The problem I have with Boolos’s arguments is it seems to me that the formula $F$ is going to instantiate itself infinite times, and therefore its Gödel number would have an infinite number of digits and not be a natural number. I think it is implicitly assumed that the symbol/predicate $A$ can be constructed by using a finite number of the other symbols, and I think this is not true. It’s value seems not definable because of infinite recursion. If so, the proof would be a circular argument: it is assumed the decidability of $A$ (which leads to contradiction) to deduce the decidability of F (which leads to contradiction), but then is deduced F as true and not provable instead of deducing the truth value of $A$ to be not decidable (because $A$ has to be defined by an infinite number of symbols).
You can't say to have a general definition of $A$ until you are able to determine the truth value of any of its instantiations $Axy$. For some $x$ and $y$, the truth value of $Axy$ has to be defined somehow, but its definition/algorithm is necessarily self referential, and falls into infinite recursion. It has to check for number namings (using “name” as defined by Boolos) for every possible formula of less than $y$ symbols, including the symbol $A$, including the possible instantiations of $F$ you can have in less than $y$ symbols. A necessary condition for the truth of $Axy$ is that every single possible formula with less than y symbols does not name $x$, and that has to be verified by the algorithm so that a truth value of $Axy$ can be computed. If the algorithm did not check for formulas containing the symbol $A$, the truth value of the resulting formula would say something about a system of axioms where $A$ is not defined, not about the current one. And it cannot simply be assumed that the old and new system behave the same way anyways: this is something to be achieved as a consequence of a suitable definition of the new symbols. So, $A$ instantiates itself when it checks for instantiations of $F$.

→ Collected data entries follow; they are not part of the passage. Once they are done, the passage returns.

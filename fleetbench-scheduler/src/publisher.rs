// Licensed to the Apache Software Foundation (ASF) under one
// or more contributor license agreements.  See the NOTICE file
// distributed with this work for additional information
// regarding copyright ownership.  The ASF licenses this file
// to you under the Apache License, Version 2.0 (the
// "License"); you may not use this file except in compliance
// with the License.  You may obtain a copy of the License at
//
//   http://www.apache.org/licenses/LICENSE-2.0
//
// Unless required by applicable law or agreed to in writing,
// software distributed under the License is distributed on an
// "AS IS" BASIS, WITHOUT WARRANTIES OR CONDITIONS OF ANY
// KIND, either express or implied.  See the License for the
// specific language governing permissions and limitations
// under the License.

//! Result Publisher (spec.md section 4.9). Publishing failures never change
//! a job's outcome; they're logged and left for a bounded retry queue.

use std::sync::Arc;
use std::time::SystemTime;

use fleetbench_core::capabilities::{MetricDimension, MetricsSink, ObjectMetadata, ObjectStore};
use fleetbench_core::model::{AggregatedResult, ExecutionReport};

pub struct Publisher {
    store: Arc<dyn ObjectStore>,
    metrics: Arc<dyn MetricsSink>,
    region: String,
    retry_queue: tokio::sync::Mutex<Vec<PendingPublish>>,
}

struct PendingPublish {
    key: String,
    bytes: Vec<u8>,
}

impl Publisher {
    pub fn new(store: Arc<dyn ObjectStore>, metrics: Arc<dyn MetricsSink>, region: String) -> Self {
        Self { store, metrics, region, retry_queue: tokio::sync::Mutex::new(Vec::new()) }
    }

    /// Write the raw report, the latest `AggregatedResult`, and a metrics
    /// event, spec.md section 4.9. Each artifact is attempted independently;
    /// a failure on one does not block the others.
    pub async fn publish(&self, report: &ExecutionReport, result: &AggregatedResult) {
        let now = chrono::Utc::now();
        let raw_key = fleetbench_core::keys::raw_result(
            &self.region,
            &result.instance_type,
            &result.job_id,
            now.format("%Y").to_string().parse().unwrap_or(1970),
            now.format("%m").to_string().parse().unwrap_or(1),
            now.format("%d").to_string().parse().unwrap_or(1),
        );
        self.try_put(&raw_key, report).await;

        let processed_key = result.object_key();
        self.try_put(&processed_key, result).await;

        let historical_key = fleetbench_core::keys::processed_historical(
            &now.format("%Y-%m-%d").to_string(),
            result.kind.as_str(),
            &result.instance_type,
        );
        self.try_put(&historical_key, result).await;

        self.emit_metrics(result).await;
    }

    async fn try_put(&self, key: &str, value: &impl serde::Serialize) {
        let bytes = match serde_json::to_vec(value) {
            Ok(b) => b,
            Err(e) => {
                tracing::warn!(key, error = %e, "failed to serialize publish artifact");
                return;
            }
        };
        if let Err(e) = self.store.put(key, bytes.clone(), ObjectMetadata::default()).await {
            tracing::warn!(key, error = %e, "failed to publish artifact, queued for retry");
            self.retry_queue.lock().await.push(PendingPublish { key: key.to_string(), bytes });
        }
    }

    /// Drain the bounded retry queue. Intended to run on a slow interval
    /// separate from the main publish path, per spec.md section 4.9.
    pub async fn retry_pending(&self) {
        let pending = std::mem::take(&mut *self.retry_queue.lock().await);
        for p in pending {
            if let Err(e) = self.store.put(&p.key, p.bytes.clone(), ObjectMetadata::default()).await {
                tracing::warn!(key = %p.key, error = %e, "publish retry failed again");
                self.retry_queue.lock().await.push(p);
            }
        }
    }

    async fn emit_metrics(&self, result: &AggregatedResult) {
        let family = result.instance_type.split('.').next().unwrap_or("").to_string();
        let dims = [
            MetricDimension { name: "instance_type".into(), value: result.instance_type.clone() },
            MetricDimension { name: "family".into(), value: family },
            MetricDimension { name: "kind".into(), value: result.kind.as_str().to_string() },
            MetricDimension { name: "region".into(), value: self.region.clone() },
            MetricDimension { name: "success".into(), value: result.validation.is_valid.to_string() },
        ];
        self.metrics
            .emit("fleetbench", "quality_score", result.quality_score, "ratio", &dims, SystemTime::now())
            .await;
        self.metrics
            .emit(
                "fleetbench",
                "execution_duration_seconds",
                result.execution_duration.as_secs_f64(),
                "seconds",
                &dims,
                SystemTime::now(),
            )
            .await;
    }

    pub async fn pending_retry_count(&self) -> usize {
        self.retry_queue.lock().await.len()
    }
}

Now, you need to be able to “move” from these formulas containing the symbol $A$ to equivalent ones containing just old symbols, but substituting $A$ in its definition again obviously leads to infinite recursion. Therefore, $A$ cannot be defined by a finite number of symbols that are not $A$, and there is no set of axioms that can move an infinite formula to a finite one in a finite number of deduction steps, therefore $A$ cannot be defined and so the truth value of $A$ cannot be determined, and it seems to me the contrary is assumed in Boolos’s proof.
I feel like this is something along the lines of asking whether the infinite formula “$0=0+0+0+…$” is true. There is no way to exclude a “$1$” will pop up at some point if the number of symbols is not finite. I would say that truth is fundamentally tied to computability in a finite time.
These predicates $A,B,C,$ and $F$ are not new symbols that are being added to the language. Instead, they are merely abbreviations: when we talk about $Axy$, that is merely a shorthand for $¬Bxy ∧ ∀a(a < x→Bay)$, which is in turn itself a shorthand using the definition of $B$. So, there are no formulas including the symbol $A$ that you have to worry about when defining $A$; the language that is used for the formulas referred to in $C$ is just the ordinary language of arithmetic.